QUILT/XML-Query fill in somewhat where XSLT lacks as a transformation
language, and I'm not smart enough yet to opine about the best
overlap between the two.  We should be suspicious about things like
"is-a" relationships being too tightly tied to the transform languages,
though.  Doesn't it make more sense to build in semantics as a separate
layer?  For example, I find it quite easy to transform XML in ragged
hierarchies (for example, employee org chart), where multiple
is-a relationships exist, using XSLT.  The is-a relationships are
expressed with attributes in the XML representing parent-child, sort
of like id/idref was intended to do.  IMO, id/idref was a mistake, though,
because it ties semantics to the XML syntax and even XSLT has to kowtow
to those semantics -- semantics which are hopelessly inadequate in
most cases.  If I have to model my own data anyway, "was nutzen mir idref?"

The complaints against XSLT start to sound like complaints against
SQL used to sound.  Sometimes you have to use cursors; that is true.
And sometimes you need a programming language.  SQL is general-purpose,
though, and lots of people can be expected to know it, so it's worth
making something SQL when you can.  XML *needs* a generic transform
mechanism.  If the transform mechanism isn't uniform, easy to learn,
and standard, then we as an industry are going to blow it again and
lose yet another chance at reaping the benefits of self-describing data
on a large scale.

The first thing confusing people is the desire to transform into an
"unstructured" or "document" format.  When PaulT says "XSLT is Perl", 
it illuminates all of the hacks that people have to do to in order to
massage their XML into some document format.  But in the same sense,
if people were to look at SQL as a method to get relational data to
output directly to HTML, PDF, or whatever, it would be considered
a failure.  Transforms in the sense of XML should be *only* about
moving from one semistructured format to another.  Moving from
"semi-structured" to "document" is something for which there are many
solutions and few standards (and dubious demand for standards).
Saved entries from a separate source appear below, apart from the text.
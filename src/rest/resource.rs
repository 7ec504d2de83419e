//! The base resource handle.
//!
//! [`Resource`] pairs a shared [`Transport`] with a [`ResourcePath`] and
//! provides the verb helpers every M2X resource is built from:
//!
//! - `make_get` / `make_post` / `make_put` / `make_delete`, all routed
//!   through the single [`Resource::make_request`] seam
//! - the generic entity operations `details`, `update` and `delete`
//!
//! # Example
//!
//! ```rust,ignore
//! use std::sync::Arc;
//! use m2x::rest::{EntityPath, Resource};
//!
//! let device = Resource::new(Arc::clone(&client), EntityPath::entity("/devices", "abc"));
//!
//! // PUT /devices/abc with the given body
//! let response = device.update(r#"{"name":"x"}"#).await?;
//!
//! // Resource-specific call through an escape hatch: GET /devices/abc/location
//! let response = device.make_get(Some("/location"), None).await?;
//! ```

use std::fmt;
use std::sync::Arc;

use crate::clients::{HttpMethod, HttpRequest, HttpResponse, Transport, TransportError};
use crate::rest::ResourcePath;

/// A handle to one addressable M2X resource.
///
/// The handle is immutable and holds no per-call state, so it can be shared
/// and called concurrently as long as the transport allows it. Every
/// operation is exactly one transport round trip; the response is returned
/// untouched and a transport failure is propagated unchanged.
pub struct Resource<P, T> {
    transport: Arc<T>,
    path: P,
}

impl<P, T> Resource<P, T> {
    /// Creates a handle from a shared transport and a path provider.
    #[must_use]
    pub const fn new(transport: Arc<T>, path: P) -> Self {
        Self { transport, path }
    }

    /// Returns the shared transport.
    #[must_use]
    pub const fn transport(&self) -> &Arc<T> {
        &self.transport
    }

    /// Returns the path provider.
    #[must_use]
    pub const fn path(&self) -> &P {
        &self.path
    }
}

impl<P: ResourcePath, T: Transport> Resource<P, T> {
    /// Resolves a sub-path against this resource.
    #[must_use]
    pub fn build_path(&self, sub_path: Option<&str>) -> String {
        self.path.build_path(sub_path)
    }

    /// Sends a GET request. No body is sent.
    ///
    /// # Errors
    ///
    /// Returns [`TransportError`] if the transport fails.
    pub async fn make_get(
        &self,
        sub_path: Option<&str>,
        query: Option<&str>,
    ) -> Result<HttpResponse, TransportError> {
        self.make_request(HttpMethod::Get, sub_path, query, None).await
    }

    /// Sends a POST request with a JSON body. No query string is sent.
    ///
    /// # Errors
    ///
    /// Returns [`TransportError`] if the transport fails.
    pub async fn make_post(
        &self,
        sub_path: Option<&str>,
        body: &str,
    ) -> Result<HttpResponse, TransportError> {
        self.make_request(HttpMethod::Post, sub_path, None, Some(body)).await
    }

    /// Sends a PUT request with a JSON body. No query string is sent.
    ///
    /// # Errors
    ///
    /// Returns [`TransportError`] if the transport fails.
    pub async fn make_put(
        &self,
        sub_path: Option<&str>,
        body: &str,
    ) -> Result<HttpResponse, TransportError> {
        self.make_request(HttpMethod::Put, sub_path, None, Some(body)).await
    }

    /// Sends a DELETE request. No body is sent.
    ///
    /// # Errors
    ///
    /// Returns [`TransportError`] if the transport fails.
    pub async fn make_delete(
        &self,
        sub_path: Option<&str>,
        query: Option<&str>,
    ) -> Result<HttpResponse, TransportError> {
        self.make_request(HttpMethod::Delete, sub_path, query, None).await
    }

    /// Sends a request through the transport.
    ///
    /// This is the one place every helper above routes through. The path is
    /// `build_path(sub_path)`; `query` and `body` are forwarded unmodified.
    ///
    /// # Errors
    ///
    /// Returns [`TransportError`] if the transport fails.
    pub async fn make_request(
        &self,
        method: HttpMethod,
        sub_path: Option<&str>,
        query: Option<&str>,
        body: Option<&str>,
    ) -> Result<HttpResponse, TransportError> {
        let request = HttpRequest::builder(method, self.build_path(sub_path))
            .maybe_query(query)
            .maybe_body(body)
            .build();

        self.transport.make_request(request).await
    }

    /// Fetches the entity representation.
    ///
    /// # Errors
    ///
    /// Returns [`TransportError`] if the transport fails.
    pub async fn details(&self) -> Result<HttpResponse, TransportError> {
        self.make_get(None, None).await
    }

    /// Updates the entity with the given JSON body.
    ///
    /// # Errors
    ///
    /// Returns [`TransportError`] if the transport fails.
    pub async fn update(&self, body: &str) -> Result<HttpResponse, TransportError> {
        self.make_put(None, body).await
    }

    /// Deletes the entity.
    ///
    /// # Errors
    ///
    /// Returns [`TransportError`] if the transport fails.
    pub async fn delete(&self) -> Result<HttpResponse, TransportError> {
        self.make_delete(None, None).await
    }
}

impl<P: Clone, T> Clone for Resource<P, T> {
    fn clone(&self) -> Self {
        Self {
            transport: Arc::clone(&self.transport),
            path: self.path.clone(),
        }
    }
}

impl<P: fmt::Debug, T> fmt::Debug for Resource<P, T> {
    fn fmt(&self, f: &mut fmt::Formatter<'_>) -> fmt::Result {
        f.debug_struct("Resource")
            .field("path", &self.path)
            .finish_non_exhaustive()
    }
}

#[cfg(test)]
mod tests {
    use super::*;
    use crate::rest::mock::RecordingTransport;
    use crate::rest::EntityPath;
    use std::collections::HashMap;
    use std::io;

    fn device(transport: &Arc<RecordingTransport>) -> Resource<EntityPath, RecordingTransport> {
        Resource::new(Arc::clone(transport), EntityPath::new("/devices/abc"))
    }

    /// Path provider that joins with a separator, to show the handle defers
    /// entirely to its provider.
    struct Bracketed;

    impl ResourcePath for Bracketed {
        fn build_path(&self, sub_path: Option<&str>) -> String {
            format!("[{}]", sub_path.unwrap_or("-"))
        }
    }

    #[tokio::test]
    async fn test_make_request_forwards_everything_unmodified() {
        let transport = Arc::new(RecordingTransport::ok());
        let resource = device(&transport);

        resource
            .make_request(
                HttpMethod::Post,
                Some("/streams/t/values"),
                Some("a=1&b=%20"),
                Some(r#"{"values":[]}"#),
            )
            .await
            .unwrap();

        assert_eq!(
            transport.last(),
            HttpRequest {
                method: HttpMethod::Post,
                path: "/devices/abc/streams/t/values".to_string(),
                query: Some("a=1&b=%20".to_string()),
                body: Some(r#"{"values":[]}"#.to_string()),
            }
        );
    }

    #[tokio::test]
    async fn test_make_request_uses_the_path_provider() {
        let transport = Arc::new(RecordingTransport::ok());
        let resource = Resource::new(Arc::clone(&transport), Bracketed);

        resource.make_get(Some("x"), None).await.unwrap();
        resource.make_get(None, None).await.unwrap();

        let paths: Vec<String> = transport.requests().into_iter().map(|r| r.path).collect();
        assert_eq!(paths, vec!["[x]", "[-]"]);
    }

    #[tokio::test]
    async fn test_verb_helpers_set_method_query_and_body() {
        let transport = Arc::new(RecordingTransport::ok());
        let resource = device(&transport);

        resource.make_get(Some("/log"), Some("limit=2")).await.unwrap();
        resource.make_post(Some("/updates"), "{}").await.unwrap();
        resource.make_put(Some("/location"), r#"{"name":"x"}"#).await.unwrap();
        resource.make_delete(Some("/streams/t"), Some("force=true")).await.unwrap();

        let requests = transport.requests();
        assert_eq!(requests.len(), 4);

        assert_eq!(requests[0].method, HttpMethod::Get);
        assert_eq!(requests[0].query.as_deref(), Some("limit=2"));
        assert!(requests[0].body.is_none());

        assert_eq!(requests[1].method, HttpMethod::Post);
        assert!(requests[1].query.is_none());
        assert_eq!(requests[1].body.as_deref(), Some("{}"));

        assert_eq!(requests[2].method, HttpMethod::Put);
        assert_eq!(requests[2].path, "/devices/abc/location");
        assert!(requests[2].query.is_none());

        assert_eq!(requests[3].method, HttpMethod::Delete);
        assert_eq!(requests[3].query.as_deref(), Some("force=true"));
        assert!(requests[3].body.is_none());
    }

    #[tokio::test]
    async fn test_details_is_get_without_sub_path_or_query() {
        let transport = Arc::new(RecordingTransport::ok());
        let resource = device(&transport);

        resource.details().await.unwrap();
        resource.make_get(None, None).await.unwrap();

        let requests = transport.requests();
        assert_eq!(requests[0], requests[1]);
        assert_eq!(requests[0].method, HttpMethod::Get);
        assert_eq!(requests[0].path, "/devices/abc");
    }

    #[tokio::test]
    async fn test_update_is_put_without_sub_path() {
        let transport = Arc::new(RecordingTransport::ok());
        let resource = device(&transport);

        resource.update(r#"{"name":"x"}"#).await.unwrap();

        assert_eq!(
            transport.last(),
            HttpRequest::builder(HttpMethod::Put, "/devices/abc")
                .body(r#"{"name":"x"}"#)
                .build()
        );
    }

    #[tokio::test]
    async fn test_delete_is_delete_without_sub_path_or_query() {
        let transport = Arc::new(RecordingTransport::ok());
        let resource = device(&transport);

        resource.delete().await.unwrap();
        resource.make_delete(None, None).await.unwrap();

        let requests = transport.requests();
        assert_eq!(requests[0], requests[1]);
        assert_eq!(
            requests[0],
            HttpRequest::builder(HttpMethod::Delete, "/devices/abc").build()
        );
    }

    #[tokio::test]
    async fn test_response_is_returned_untouched() {
        let mut headers = HashMap::new();
        headers.insert("x-custom".to_string(), vec!["1".to_string()]);
        let canned = HttpResponse::new(404, headers, r#"{"message":"Not found"}"#);
        let transport = Arc::new(RecordingTransport::responding(canned.clone()));

        let response = device(&transport).details().await.unwrap();

        assert_eq!(response, canned);
    }

    #[tokio::test]
    async fn test_repeated_details_calls_are_identical() {
        let transport = Arc::new(RecordingTransport::ok());
        let resource = device(&transport);

        let first = resource.details().await.unwrap();
        let second = resource.details().await.unwrap();
        let third = resource.details().await.unwrap();

        assert_eq!(first, second);
        assert_eq!(second, third);
        let requests = transport.requests();
        assert!(requests.iter().all(|r| *r == requests[0]));
    }

    #[tokio::test]
    async fn test_transport_failure_propagates_from_every_operation() {
        let transport = Arc::new(RecordingTransport::failing(io::ErrorKind::ConnectionRefused));
        let resource = device(&transport);

        let results = vec![
            resource.make_get(None, None).await,
            resource.make_post(None, "{}").await,
            resource.make_put(None, "{}").await,
            resource.make_delete(None, None).await,
            resource.make_request(HttpMethod::Get, None, None, None).await,
            resource.details().await,
            resource.update("{}").await,
            resource.delete().await,
        ];

        assert_eq!(transport.requests().len(), results.len());
        for result in results {
            let error = result.unwrap_err();
            assert_eq!(
                error.downcast_ref::<io::Error>().map(io::Error::kind),
                Some(io::ErrorKind::ConnectionRefused)
            );
            assert!(error.to_string().contains("mock transport failure"));
        }
    }

    #[tokio::test]
    async fn test_handle_is_shareable_across_tasks() {
        let transport = Arc::new(RecordingTransport::ok());
        let resource = Arc::new(device(&transport));

        let handles: Vec<_> = (0..4)
            .map(|_| {
                let resource = Arc::clone(&resource);
                tokio::spawn(async move { resource.details().await })
            })
            .collect();

        for handle in handles {
            assert!(handle.await.unwrap().unwrap().is_success());
        }
        assert_eq!(transport.requests().len(), 4);
    }

    #[test]
    fn test_debug_shows_path_only() {
        let transport = Arc::new(RecordingTransport::ok());
        let debug = format!("{:?}", device(&transport));
        assert!(debug.contains("/devices/abc"));
    }
}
The other confusion comes when people attempt to integrate
semantics with the transform language, as I pointed out above.
Data modeling can layer atop most transform mechanisms
pretty easily, and ultimately it becomes important to know
things like is-a and has-a, but that should all be arbitrary
as far as the transform mechanism is concerned.

So, when you get rid of the "document output" and "semantics",
then I think you have a good basis for arguing what a general
purpose transform mechanism should look like.  In fact, even
looking at things like this, XSLT suffers from the fact that
you have to do more work to "join" data or use relationships
between data.  This is because XSL treats XML as a node-labeled 
graph, and to get edge-labeled relationships defined, you have
to do arbitrary things like id/idref.  Whenther you use Xlink,
id/idref, or something else to document these relationships, I
would argue that the transform language should be agnostic
to anything beyond the *existence* of the relationship.  The
transform should not care if it is an is-a or has-a.